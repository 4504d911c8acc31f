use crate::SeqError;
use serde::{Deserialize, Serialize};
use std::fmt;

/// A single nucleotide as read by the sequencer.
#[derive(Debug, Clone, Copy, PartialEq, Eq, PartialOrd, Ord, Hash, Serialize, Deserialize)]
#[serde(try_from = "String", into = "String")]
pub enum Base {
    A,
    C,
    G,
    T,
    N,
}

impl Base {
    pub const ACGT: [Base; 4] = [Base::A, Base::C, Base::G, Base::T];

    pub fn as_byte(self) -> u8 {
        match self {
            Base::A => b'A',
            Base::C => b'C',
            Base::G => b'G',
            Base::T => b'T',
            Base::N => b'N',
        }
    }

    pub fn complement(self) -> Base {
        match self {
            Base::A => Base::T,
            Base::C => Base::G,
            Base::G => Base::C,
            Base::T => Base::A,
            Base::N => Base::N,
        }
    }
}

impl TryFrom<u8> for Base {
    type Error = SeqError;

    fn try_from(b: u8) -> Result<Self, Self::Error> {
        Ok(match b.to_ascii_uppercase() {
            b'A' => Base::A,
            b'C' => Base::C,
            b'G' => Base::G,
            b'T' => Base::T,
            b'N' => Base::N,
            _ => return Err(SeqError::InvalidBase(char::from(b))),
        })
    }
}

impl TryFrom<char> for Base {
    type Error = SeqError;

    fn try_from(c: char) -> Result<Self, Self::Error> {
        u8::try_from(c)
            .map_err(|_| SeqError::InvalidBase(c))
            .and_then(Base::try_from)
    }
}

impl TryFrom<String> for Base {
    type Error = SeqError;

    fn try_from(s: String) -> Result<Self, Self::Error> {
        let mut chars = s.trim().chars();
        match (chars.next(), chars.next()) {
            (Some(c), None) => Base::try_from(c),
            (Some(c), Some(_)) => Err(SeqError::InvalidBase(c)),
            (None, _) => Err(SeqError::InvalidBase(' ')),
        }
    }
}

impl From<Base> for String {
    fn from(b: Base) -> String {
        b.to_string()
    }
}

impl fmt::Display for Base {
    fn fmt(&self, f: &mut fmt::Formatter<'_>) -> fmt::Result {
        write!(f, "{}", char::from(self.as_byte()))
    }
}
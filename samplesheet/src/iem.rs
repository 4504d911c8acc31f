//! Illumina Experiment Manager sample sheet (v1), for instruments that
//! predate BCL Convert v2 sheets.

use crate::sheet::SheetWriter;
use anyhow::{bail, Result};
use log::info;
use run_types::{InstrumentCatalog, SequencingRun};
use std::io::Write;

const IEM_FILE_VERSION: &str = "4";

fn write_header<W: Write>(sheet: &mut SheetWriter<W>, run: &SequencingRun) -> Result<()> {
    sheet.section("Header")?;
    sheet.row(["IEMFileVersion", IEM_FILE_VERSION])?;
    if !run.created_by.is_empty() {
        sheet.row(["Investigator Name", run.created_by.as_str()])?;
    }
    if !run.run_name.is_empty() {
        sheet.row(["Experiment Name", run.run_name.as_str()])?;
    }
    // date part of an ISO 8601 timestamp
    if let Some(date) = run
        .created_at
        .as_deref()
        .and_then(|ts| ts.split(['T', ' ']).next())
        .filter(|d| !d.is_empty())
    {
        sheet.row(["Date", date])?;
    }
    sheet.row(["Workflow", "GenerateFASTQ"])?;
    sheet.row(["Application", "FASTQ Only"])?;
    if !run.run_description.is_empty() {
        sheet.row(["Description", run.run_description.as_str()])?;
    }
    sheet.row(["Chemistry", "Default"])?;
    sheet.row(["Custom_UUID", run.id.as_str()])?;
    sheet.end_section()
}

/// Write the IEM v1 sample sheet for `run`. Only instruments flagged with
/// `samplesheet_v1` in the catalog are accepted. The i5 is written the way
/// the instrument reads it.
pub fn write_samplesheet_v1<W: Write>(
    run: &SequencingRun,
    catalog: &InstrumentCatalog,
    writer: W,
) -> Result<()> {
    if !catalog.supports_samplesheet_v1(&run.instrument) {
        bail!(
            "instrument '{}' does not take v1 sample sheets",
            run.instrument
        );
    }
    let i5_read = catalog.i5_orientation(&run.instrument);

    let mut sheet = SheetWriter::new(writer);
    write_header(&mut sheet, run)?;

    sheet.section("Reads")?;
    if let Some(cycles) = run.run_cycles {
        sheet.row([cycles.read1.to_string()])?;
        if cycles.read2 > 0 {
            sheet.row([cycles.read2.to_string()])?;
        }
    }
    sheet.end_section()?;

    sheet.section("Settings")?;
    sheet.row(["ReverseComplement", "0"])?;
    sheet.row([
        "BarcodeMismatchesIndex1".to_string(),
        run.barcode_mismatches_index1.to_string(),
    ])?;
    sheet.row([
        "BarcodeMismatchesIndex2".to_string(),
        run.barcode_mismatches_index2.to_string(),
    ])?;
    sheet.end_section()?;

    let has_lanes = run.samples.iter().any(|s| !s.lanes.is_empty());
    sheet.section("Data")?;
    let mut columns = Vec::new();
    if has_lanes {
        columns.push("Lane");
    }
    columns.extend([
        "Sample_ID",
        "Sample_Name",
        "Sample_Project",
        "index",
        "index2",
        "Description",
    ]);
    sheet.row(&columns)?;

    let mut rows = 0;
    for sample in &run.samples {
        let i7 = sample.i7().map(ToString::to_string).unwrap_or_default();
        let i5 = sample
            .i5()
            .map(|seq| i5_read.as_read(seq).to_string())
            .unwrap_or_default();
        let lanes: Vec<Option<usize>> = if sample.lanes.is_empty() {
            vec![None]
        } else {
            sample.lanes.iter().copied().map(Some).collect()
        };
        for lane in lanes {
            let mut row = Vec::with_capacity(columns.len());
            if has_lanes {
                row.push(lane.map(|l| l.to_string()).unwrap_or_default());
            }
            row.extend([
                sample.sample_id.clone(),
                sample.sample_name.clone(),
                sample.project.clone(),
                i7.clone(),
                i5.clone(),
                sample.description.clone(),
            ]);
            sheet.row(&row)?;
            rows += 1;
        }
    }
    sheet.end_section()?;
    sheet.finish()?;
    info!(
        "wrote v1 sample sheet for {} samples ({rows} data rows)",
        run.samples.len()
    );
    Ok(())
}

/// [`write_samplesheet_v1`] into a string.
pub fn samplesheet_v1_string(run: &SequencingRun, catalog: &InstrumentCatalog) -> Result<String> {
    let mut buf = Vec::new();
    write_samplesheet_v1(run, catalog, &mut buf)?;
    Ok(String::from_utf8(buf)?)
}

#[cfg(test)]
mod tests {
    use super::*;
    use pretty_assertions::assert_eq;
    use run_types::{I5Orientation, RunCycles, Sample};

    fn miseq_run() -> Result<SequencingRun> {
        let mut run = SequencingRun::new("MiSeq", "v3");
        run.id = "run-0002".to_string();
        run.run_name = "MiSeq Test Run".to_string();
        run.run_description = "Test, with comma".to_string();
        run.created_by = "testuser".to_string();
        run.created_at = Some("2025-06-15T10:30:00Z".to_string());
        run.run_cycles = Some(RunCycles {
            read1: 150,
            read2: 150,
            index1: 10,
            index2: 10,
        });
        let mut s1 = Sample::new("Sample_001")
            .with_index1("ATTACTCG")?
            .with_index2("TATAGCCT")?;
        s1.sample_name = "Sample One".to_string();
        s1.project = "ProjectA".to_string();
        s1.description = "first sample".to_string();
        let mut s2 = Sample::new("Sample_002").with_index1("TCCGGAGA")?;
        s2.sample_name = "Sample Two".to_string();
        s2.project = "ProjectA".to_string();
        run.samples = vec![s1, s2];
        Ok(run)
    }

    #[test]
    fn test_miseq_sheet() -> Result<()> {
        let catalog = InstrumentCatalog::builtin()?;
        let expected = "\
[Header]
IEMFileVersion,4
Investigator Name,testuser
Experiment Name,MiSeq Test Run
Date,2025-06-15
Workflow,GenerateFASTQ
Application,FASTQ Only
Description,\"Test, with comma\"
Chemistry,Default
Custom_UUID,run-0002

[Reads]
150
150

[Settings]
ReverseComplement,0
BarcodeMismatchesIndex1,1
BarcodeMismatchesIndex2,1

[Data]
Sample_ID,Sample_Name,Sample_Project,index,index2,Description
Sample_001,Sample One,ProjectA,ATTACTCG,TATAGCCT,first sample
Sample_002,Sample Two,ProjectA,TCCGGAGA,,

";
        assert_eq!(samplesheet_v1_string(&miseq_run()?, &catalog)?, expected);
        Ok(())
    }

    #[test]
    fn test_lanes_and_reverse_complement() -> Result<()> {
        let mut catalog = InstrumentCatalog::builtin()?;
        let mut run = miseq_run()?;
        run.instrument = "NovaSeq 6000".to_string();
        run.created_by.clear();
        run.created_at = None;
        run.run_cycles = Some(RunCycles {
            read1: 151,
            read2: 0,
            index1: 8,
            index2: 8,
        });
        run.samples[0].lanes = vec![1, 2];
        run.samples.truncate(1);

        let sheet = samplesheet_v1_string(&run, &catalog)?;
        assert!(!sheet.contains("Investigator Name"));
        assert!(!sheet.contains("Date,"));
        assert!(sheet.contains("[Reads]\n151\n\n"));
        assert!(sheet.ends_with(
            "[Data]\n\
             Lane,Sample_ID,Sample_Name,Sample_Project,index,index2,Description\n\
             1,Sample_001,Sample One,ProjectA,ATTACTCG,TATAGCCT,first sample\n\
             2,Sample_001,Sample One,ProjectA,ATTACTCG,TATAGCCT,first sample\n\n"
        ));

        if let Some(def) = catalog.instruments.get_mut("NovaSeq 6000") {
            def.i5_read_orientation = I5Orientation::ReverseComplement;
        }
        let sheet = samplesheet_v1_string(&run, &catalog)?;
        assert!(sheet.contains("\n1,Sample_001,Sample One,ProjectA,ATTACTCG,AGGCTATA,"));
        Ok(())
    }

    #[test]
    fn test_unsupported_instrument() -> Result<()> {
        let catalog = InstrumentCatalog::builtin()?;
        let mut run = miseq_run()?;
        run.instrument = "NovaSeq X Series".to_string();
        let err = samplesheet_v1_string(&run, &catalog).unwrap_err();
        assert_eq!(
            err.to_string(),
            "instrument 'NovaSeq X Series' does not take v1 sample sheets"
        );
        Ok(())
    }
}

* * *

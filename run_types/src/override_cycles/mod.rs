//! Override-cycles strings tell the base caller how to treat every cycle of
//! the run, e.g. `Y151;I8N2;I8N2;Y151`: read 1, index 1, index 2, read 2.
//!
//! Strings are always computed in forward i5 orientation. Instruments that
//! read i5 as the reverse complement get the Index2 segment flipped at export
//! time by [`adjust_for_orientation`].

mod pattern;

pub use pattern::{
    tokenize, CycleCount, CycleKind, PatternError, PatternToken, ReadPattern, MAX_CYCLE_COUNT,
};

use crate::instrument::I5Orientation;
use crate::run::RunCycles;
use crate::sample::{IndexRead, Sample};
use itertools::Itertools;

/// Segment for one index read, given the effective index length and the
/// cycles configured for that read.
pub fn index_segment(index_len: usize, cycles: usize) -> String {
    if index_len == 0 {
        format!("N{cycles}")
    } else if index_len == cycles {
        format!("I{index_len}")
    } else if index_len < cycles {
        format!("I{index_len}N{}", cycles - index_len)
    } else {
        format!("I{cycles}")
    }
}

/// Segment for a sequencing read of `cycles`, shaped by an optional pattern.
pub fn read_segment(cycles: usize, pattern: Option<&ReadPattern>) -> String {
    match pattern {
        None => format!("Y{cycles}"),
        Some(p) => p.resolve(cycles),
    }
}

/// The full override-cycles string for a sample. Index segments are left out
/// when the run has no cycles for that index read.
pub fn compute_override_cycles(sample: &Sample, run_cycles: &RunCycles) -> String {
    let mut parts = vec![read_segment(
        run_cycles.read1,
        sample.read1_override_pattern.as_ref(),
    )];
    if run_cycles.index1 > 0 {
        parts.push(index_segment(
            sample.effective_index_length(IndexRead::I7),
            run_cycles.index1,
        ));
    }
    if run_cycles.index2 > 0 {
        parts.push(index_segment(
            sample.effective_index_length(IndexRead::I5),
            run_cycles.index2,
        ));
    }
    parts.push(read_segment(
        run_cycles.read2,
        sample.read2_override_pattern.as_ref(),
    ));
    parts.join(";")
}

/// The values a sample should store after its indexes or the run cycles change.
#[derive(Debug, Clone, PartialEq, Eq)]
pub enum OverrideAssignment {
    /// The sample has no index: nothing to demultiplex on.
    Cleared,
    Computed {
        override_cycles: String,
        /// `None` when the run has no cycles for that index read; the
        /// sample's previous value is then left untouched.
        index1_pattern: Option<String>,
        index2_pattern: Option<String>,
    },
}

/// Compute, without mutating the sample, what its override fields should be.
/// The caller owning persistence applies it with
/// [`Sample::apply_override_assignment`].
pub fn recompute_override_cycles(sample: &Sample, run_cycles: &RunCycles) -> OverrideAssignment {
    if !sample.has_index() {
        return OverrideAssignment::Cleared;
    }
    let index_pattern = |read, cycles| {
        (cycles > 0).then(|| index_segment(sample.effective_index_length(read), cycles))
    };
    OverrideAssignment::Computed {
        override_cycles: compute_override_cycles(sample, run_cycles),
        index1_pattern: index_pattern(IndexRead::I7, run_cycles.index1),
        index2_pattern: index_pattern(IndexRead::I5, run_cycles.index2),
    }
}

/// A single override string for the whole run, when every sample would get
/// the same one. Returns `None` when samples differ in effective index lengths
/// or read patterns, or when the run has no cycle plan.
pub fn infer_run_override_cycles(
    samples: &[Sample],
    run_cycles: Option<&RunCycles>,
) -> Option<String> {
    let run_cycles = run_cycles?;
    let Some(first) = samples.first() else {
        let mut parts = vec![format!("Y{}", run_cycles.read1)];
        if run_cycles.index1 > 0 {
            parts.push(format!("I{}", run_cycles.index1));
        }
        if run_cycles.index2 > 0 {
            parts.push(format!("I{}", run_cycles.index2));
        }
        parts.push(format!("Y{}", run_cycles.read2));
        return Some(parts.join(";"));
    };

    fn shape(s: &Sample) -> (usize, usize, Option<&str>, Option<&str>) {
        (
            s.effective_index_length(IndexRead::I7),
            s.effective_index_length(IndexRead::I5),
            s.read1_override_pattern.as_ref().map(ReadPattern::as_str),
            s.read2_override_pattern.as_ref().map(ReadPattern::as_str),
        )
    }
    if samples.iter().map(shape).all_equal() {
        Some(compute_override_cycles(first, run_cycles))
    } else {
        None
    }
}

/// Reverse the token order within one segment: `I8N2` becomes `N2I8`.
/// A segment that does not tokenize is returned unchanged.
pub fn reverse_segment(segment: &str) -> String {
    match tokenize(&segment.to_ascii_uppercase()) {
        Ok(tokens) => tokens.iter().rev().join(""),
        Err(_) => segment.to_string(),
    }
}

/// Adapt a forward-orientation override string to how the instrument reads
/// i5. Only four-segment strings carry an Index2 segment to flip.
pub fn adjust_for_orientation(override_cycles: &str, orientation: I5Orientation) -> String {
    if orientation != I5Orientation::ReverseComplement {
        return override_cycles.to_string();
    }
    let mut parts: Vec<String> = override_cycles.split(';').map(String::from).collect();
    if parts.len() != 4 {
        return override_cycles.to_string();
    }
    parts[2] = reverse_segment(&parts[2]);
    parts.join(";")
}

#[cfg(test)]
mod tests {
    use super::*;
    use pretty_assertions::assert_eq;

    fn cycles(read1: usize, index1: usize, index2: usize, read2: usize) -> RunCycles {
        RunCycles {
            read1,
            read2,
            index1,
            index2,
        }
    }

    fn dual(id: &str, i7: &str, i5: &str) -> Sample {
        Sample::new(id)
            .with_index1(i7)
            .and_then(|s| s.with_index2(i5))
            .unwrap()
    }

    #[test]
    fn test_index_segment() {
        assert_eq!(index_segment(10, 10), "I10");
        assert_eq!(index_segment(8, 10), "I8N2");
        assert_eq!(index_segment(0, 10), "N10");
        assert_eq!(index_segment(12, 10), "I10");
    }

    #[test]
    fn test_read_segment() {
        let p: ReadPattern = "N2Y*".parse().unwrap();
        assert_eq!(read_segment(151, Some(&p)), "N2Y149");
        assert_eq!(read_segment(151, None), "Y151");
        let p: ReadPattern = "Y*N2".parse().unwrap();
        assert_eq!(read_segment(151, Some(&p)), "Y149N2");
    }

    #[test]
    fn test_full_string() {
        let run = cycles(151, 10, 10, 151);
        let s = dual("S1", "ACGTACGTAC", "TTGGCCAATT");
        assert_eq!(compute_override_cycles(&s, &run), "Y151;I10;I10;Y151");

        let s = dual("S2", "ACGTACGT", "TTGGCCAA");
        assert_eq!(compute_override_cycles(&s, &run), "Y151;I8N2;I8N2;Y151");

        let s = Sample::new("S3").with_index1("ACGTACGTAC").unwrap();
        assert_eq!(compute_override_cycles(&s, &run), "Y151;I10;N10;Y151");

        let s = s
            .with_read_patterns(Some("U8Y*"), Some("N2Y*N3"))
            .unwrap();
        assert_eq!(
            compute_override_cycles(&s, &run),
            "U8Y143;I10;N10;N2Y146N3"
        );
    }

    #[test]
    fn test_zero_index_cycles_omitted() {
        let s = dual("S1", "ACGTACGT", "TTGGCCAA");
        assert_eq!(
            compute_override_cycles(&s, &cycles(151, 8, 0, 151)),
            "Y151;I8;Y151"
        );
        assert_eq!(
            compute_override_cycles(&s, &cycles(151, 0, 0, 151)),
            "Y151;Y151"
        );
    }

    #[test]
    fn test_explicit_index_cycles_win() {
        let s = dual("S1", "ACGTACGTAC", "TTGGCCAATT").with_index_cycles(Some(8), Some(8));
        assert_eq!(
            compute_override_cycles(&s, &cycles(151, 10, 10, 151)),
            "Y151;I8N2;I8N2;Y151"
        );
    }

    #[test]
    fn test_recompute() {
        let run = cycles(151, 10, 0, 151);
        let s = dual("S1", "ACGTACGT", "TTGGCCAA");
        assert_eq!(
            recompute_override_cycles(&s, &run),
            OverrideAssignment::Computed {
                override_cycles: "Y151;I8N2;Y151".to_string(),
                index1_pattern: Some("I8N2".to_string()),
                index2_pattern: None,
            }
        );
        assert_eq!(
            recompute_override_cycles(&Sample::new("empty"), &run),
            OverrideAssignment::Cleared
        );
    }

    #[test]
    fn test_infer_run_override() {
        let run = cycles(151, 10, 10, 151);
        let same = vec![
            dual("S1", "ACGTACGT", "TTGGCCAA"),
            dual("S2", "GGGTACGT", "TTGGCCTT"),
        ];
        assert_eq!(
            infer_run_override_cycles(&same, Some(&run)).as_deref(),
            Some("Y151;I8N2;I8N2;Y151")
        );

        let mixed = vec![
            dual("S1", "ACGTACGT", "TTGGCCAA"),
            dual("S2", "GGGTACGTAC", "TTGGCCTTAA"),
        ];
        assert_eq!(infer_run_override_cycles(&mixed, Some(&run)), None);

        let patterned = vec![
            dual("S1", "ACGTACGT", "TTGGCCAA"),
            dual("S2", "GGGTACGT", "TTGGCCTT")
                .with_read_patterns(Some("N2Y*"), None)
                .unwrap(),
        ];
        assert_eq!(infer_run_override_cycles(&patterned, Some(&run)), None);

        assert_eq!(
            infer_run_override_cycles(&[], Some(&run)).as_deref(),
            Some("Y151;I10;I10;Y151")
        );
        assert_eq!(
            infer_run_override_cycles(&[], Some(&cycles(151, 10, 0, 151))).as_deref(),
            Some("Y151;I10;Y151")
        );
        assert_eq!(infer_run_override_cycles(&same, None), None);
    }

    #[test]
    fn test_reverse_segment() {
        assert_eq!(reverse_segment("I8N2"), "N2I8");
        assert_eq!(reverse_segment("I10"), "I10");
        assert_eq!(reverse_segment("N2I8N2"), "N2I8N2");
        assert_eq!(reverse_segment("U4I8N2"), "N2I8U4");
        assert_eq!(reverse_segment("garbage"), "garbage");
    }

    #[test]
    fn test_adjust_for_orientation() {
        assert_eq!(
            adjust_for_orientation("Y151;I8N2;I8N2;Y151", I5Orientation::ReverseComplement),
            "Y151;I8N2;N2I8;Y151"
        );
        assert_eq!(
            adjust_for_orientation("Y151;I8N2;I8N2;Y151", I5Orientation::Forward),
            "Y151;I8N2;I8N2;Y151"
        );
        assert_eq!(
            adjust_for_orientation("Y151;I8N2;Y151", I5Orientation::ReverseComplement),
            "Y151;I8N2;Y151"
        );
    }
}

* * *

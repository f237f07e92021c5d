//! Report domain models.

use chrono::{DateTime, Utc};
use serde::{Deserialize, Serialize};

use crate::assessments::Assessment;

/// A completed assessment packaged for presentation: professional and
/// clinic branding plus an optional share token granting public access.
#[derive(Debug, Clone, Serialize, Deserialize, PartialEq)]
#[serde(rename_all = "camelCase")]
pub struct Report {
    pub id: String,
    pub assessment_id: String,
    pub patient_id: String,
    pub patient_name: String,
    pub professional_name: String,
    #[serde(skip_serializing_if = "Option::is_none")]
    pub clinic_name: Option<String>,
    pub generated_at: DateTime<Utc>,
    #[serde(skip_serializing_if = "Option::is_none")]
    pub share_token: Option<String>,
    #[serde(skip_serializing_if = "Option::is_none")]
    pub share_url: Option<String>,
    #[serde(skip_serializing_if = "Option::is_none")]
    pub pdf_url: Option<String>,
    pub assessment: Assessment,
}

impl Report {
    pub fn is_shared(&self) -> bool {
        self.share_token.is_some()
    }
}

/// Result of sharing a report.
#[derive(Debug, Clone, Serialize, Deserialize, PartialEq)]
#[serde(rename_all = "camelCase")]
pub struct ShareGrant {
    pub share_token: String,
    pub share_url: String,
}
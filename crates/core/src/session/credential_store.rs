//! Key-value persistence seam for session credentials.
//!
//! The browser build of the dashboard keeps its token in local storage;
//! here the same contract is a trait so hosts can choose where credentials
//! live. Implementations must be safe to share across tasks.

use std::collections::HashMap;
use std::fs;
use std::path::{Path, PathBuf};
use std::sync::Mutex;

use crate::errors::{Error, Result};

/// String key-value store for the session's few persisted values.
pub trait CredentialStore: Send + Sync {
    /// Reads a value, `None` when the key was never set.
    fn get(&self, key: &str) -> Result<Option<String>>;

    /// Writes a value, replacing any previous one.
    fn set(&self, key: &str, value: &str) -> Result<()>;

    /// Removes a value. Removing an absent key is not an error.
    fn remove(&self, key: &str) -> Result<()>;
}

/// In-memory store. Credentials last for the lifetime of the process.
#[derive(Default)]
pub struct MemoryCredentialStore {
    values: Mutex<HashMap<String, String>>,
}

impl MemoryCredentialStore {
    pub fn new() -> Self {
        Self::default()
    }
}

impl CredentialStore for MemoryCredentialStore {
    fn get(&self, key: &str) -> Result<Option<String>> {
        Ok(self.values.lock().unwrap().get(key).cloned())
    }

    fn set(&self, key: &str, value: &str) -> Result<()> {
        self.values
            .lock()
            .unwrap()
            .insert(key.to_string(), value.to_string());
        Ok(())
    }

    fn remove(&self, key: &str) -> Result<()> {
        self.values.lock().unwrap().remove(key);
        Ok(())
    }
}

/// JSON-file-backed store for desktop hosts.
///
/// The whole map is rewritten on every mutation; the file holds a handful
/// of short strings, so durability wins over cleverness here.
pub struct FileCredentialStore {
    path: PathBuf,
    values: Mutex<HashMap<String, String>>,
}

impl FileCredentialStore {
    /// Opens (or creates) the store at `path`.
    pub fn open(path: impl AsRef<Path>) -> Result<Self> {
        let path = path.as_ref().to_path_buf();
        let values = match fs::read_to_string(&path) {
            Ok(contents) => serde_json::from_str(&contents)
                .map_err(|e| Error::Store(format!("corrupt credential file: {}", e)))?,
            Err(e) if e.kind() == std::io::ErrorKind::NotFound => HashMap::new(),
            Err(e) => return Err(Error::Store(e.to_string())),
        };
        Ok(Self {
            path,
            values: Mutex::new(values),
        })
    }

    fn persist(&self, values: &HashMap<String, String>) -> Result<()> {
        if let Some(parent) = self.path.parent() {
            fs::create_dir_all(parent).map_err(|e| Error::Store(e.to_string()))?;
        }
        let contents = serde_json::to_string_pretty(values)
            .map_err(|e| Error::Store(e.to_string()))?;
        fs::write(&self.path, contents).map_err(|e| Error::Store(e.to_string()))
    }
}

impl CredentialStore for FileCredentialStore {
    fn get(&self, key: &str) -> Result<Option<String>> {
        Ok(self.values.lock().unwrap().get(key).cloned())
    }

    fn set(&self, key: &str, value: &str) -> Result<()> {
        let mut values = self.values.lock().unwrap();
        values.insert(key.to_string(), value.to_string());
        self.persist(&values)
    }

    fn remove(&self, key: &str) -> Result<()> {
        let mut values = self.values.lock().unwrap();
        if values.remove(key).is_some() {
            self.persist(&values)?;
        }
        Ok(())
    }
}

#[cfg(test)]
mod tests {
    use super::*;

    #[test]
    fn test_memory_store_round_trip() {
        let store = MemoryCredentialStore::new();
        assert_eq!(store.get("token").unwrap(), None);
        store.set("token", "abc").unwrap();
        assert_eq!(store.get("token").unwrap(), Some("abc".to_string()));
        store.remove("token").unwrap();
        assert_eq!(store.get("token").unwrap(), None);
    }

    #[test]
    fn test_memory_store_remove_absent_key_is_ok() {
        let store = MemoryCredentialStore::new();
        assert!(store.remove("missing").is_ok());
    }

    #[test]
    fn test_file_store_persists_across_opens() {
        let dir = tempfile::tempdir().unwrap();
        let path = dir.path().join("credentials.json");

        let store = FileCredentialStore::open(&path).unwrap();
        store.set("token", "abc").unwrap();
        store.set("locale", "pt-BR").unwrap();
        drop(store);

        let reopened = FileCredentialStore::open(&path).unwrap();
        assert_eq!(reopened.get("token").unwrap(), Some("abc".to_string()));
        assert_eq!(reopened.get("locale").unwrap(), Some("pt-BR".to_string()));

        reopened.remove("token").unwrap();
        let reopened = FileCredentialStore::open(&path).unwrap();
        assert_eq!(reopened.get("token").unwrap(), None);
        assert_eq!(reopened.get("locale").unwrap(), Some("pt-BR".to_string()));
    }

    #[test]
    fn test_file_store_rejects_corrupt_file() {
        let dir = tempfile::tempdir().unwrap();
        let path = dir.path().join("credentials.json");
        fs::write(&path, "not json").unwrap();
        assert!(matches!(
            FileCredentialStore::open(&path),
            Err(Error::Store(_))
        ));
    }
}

» What you will do
Copy every line from the data that includes the string "Investigator".

» Answer to this task
        sheet.row(["Investigator Name", run.created_by.as_str()])?;
Investigator Name,testuser
        assert!(!sheet.contains("Investigator Name"));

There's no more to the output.